Explore data visualization in observability apps from design to code

Big data, complex information sets, metrics, evaluations, scales, parameters, measurements, analytics, and ratings - can we actually see these abstracts with human eyes? This is where data visualization steps in, transforming abstract concepts into clear visuals that can reveal patterns and insights.

Data visualization is like rafting down a river - exciting, unpredictable, and always full of discoveries. In this article, we'll show you how to ride the waves of data to make the visualizations not only informative but also engaging. So, grab your paddle and hop aboard!

Don’t swim against the current

To begin with, the number one rule in the world of data visualization is not to swim against the current. Data flows with immense power, much like a mighty river. Instead of trying to force data into predefined visual frames, we should let it guide us, shaping our visualizations to match its unique rhythm and flow.

Just as navigating a river requires understanding its currents and twists, crafting effective visualizations demands a deep understanding of data types. Knowing whether you're dealing with numbers, categories, or time series helps you steer your visualizations to flow smoothly and convey insights with clarity.

ABC of charts based on data type

Human brains like patterns. By presenting data in clear, structured formats like graphs and charts, we leverage this innate ability, enabling readers to quickly grasp trends, anomalies, and insights. Let’s categorize common charts based on the types of data they best represent:

Time series data

Time series data is crucial for tracking how metrics change over time, making it ideal for monitoring trends and performance. Use it when you need to analyze temporal patterns or predict future values based on historical data. The most popular time series data charts are:

Line Charts: Ideal for tracking metrics over time, they reveal trends and changes, making them suitable for monitoring performance or progress.
Area Charts: Combine line and bar charts to show how the numeric values of one or more groups change over time.
Heatmaps: Effective for visualizing data density over time, like calendar heatmaps.

Fig.1: Time series data

Categorical data

Categorical data represents distinct groups or categories rather than numerical values. It is best visualized using charts that clearly compare discrete groups or categories and help in understanding the distribution, frequency, and relationships between them.

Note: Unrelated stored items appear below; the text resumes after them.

//! Value objects scraped from the bank's tables, and amount parsing.

use crate::result::{TellerError, TellerResult};
use crate::table::TableRecord;
use serde::{Deserialize, Serialize};
use std::fmt;
use std::str::FromStr;

/// One row of the manager's Customers table
#[derive(Debug, Clone, PartialEq, Eq, Serialize, Deserialize)]
pub struct Customer {
    /// First name
    pub first_name: String,
    /// Last name
    pub last_name: String,
    /// Post code
    pub post_code: String,
    /// Space-separated account numbers as displayed
    pub account_numbers: String,
}

impl Customer {
    /// Account numbers split on whitespace
    #[must_use]
    pub fn account_number_list(&self) -> Vec<String> {
        self.account_numbers
            .split_whitespace()
            .map(str::to_string)
            .collect()
    }

    /// `"First Last"`, as listed in the login and open-account dropdowns
    #[must_use]
    pub fn full_name(&self) -> String {
        format!("{} {}", self.first_name, self.last_name)
    }

    /// Whether `first_name` and `last_name` match, ignoring surrounding whitespace
    #[must_use]
    pub fn is_named(&self, first_name: &str, last_name: &str) -> bool {
        self.first_name.trim() == first_name.trim() && self.last_name.trim() == last_name.trim()
    }

    /// Whether any of first name, last name or post code contains `term`,
    /// case-insensitively
    #[must_use]
    pub fn matches_search(&self, term: &str) -> bool {
        let term = term.to_lowercase();
        [&self.first_name, &self.last_name, &self.post_code]
            .iter()
            .any(|field| field.to_lowercase().contains(&term))
    }
}

impl TableRecord for Customer {
    const MIN_CELLS: usize = 4;

    fn from_cells(mut cells: Vec<String>) -> Self {
        cells.truncate(Self::MIN_CELLS);
        let mut cells = cells.into_iter();
        let mut next = || cells.next().unwrap_or_default();
        Self {
            first_name: next(),
            last_name: next(),
            post_code: next(),
            account_numbers: next(),
        }
    }
}

/// Credit or debit
#[derive(Debug, Clone, Copy, PartialEq, Eq, Hash, Serialize, Deserialize)]
pub enum TransactionType {
    /// Money in
    Credit,
    /// Money out
    Debit,
}

impl TransactionType {
    /// Label shown in the Transactions table
    #[must_use]
    pub const fn label(self) -> &'static str {
        match self {
            Self::Credit => "Credit",
            Self::Debit => "Debit",
        }
    }
}

impl fmt::Display for TransactionType {
    fn fmt(&self, f: &mut fmt::Formatter<'_>) -> fmt::Result {
        f.write_str(self.label())
    }
}

impl FromStr for TransactionType {
    type Err = TellerError;

    fn from_str(s: &str) -> Result<Self, Self::Err> {
        match s.trim().to_ascii_lowercase().as_str() {
            "credit" => Ok(Self::Credit),
            "debit" => Ok(Self::Debit),
            _ => Err(TellerError::Parse {
                text: s.to_string(),
                message: "expected Credit or Debit".to_string(),
            }),
        }
    }
}

/// One row of a customer's Transactions table
#[derive(Debug, Clone, PartialEq, Eq, Serialize, Deserialize)]
pub struct Transaction {
    /// Date-Time column as displayed
    pub date: String,
    /// Amount column as displayed
    pub amount: String,
    /// Transaction Type column as displayed
    #[serde(rename = "type")]
    pub transaction_type: String,
}

impl Transaction {
    /// Parsed transaction type
    pub fn kind(&self) -> TellerResult<TransactionType> {
        self.transaction_type.parse()
    }

    /// Whether the type column equals `kind`, case-insensitively
    #[must_use]
    pub fn is(&self, kind: TransactionType) -> bool {
        self.transaction_type.trim().eq_ignore_ascii_case(kind.label())
    }

    /// Parsed amount
    pub fn amount_value(&self) -> TellerResult<f64> {
        parse_amount(&self.amount)
    }
}

impl TableRecord for Transaction {
    const MIN_CELLS: usize = 3;

    fn from_cells(mut cells: Vec<String>) -> Self {
        cells.truncate(Self::MIN_CELLS);
        let mut cells = cells.into_iter();
        let mut next = || cells.next().unwrap_or_default();
        Self {
            date: next(),
            amount: next(),
            transaction_type: next(),
        }
    }
}

/// Parse a displayed amount: keep digits, `.` and `-`, then parse.
///
/// `"$ 1,234.50"` is `1234.5`, `"Balance : 900"` is `900.0`.
pub fn parse_amount(text: &str) -> TellerResult<f64> {
    let kept: String = text
        .chars()
        .filter(|c| c.is_ascii_digit() || *c == '.' || *c == '-')
        .collect();
    kept.parse::<f64>().map_err(|e| TellerError::Parse {
        text: text.to_string(),
        message: e.to_string(),
    })
}
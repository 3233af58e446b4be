//! Deposit tab of the account screen.

use super::amount_form::{self, AmountForm, FormLabels};
use crate::locator::Locator;
use crate::page_object::{PageObject, Screen};
use crate::result::TellerResult;
use crate::session::Session;
use std::fmt::Display;

const LABELS: FormLabels = FormLabels {
    submit: "Deposit",
    amount: "Amount to be Deposited",
    message: r#"span[ng-show="message"]"#,
};

/// Element whose visibility signals arrival on this screen
pub(crate) fn landmark() -> Locator {
    amount_form::submit_button(LABELS)
}

/// Deposit form
#[derive(Debug, Clone)]
pub struct DepositPage {
    form: AmountForm,
}

impl DepositPage {
    /// Bind to a session
    #[must_use]
    pub fn new(session: Session) -> Self {
        Self {
            form: AmountForm::new(session, LABELS),
        }
    }

    /// Type an amount without submitting
    pub async fn enter_amount(&self, amount: impl Display) -> TellerResult<()> {
        self.form.enter_amount(amount).await
    }

    /// Submit the form and wait for it to react
    pub async fn click_deposit(&self) -> TellerResult<()> {
        self.form.submit().await
    }

    /// Enter `amount` and submit
    pub async fn deposit(&self, amount: impl Display) -> TellerResult<()> {
        tracing::info!(%amount, "deposit");
        self.enter_amount(amount).await?;
        self.click_deposit().await
    }

    /// Status message, `""` when none is shown
    pub async fn deposit_message(&self) -> TellerResult<String> {
        self.form.message().await
    }

    /// Whether the status message reports success
    pub async fn is_deposit_successful(&self) -> TellerResult<bool> {
        self.form.is_successful().await
    }

    /// Native validation message of the amount input
    pub async fn field_validation_message(&self) -> TellerResult<String> {
        self.form.field_validation_message().await
    }

    /// Computed color of the status message
    pub async fn message_color(&self) -> TellerResult<String> {
        self.form.message_color().await
    }

    /// Whether the status message sits above the "Amount to be Deposited" label
    pub async fn message_is_above_label(&self) -> TellerResult<bool> {
        self.form.message_is_above_label().await
    }
}

impl PageObject for DepositPage {
    fn screen(&self) -> &Screen {
        self.form.screen()
    }

    fn page_name(&self) -> &'static str {
        "deposit"
    }
}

Bar Charts: Compare different categories by distributing data in bars.
Stacked Bar Charts: Show category proportions and allow for comparison between different categories by stacking segments of different data series.
Pie and Donut Charts: Display the proportion of a single value within a category or compared to a whole.
Honeycombs (especially with a few levels of grouping): Display information in hexagonal shapes, where each hexagon (or cell) represents a category or a specific data point within a category.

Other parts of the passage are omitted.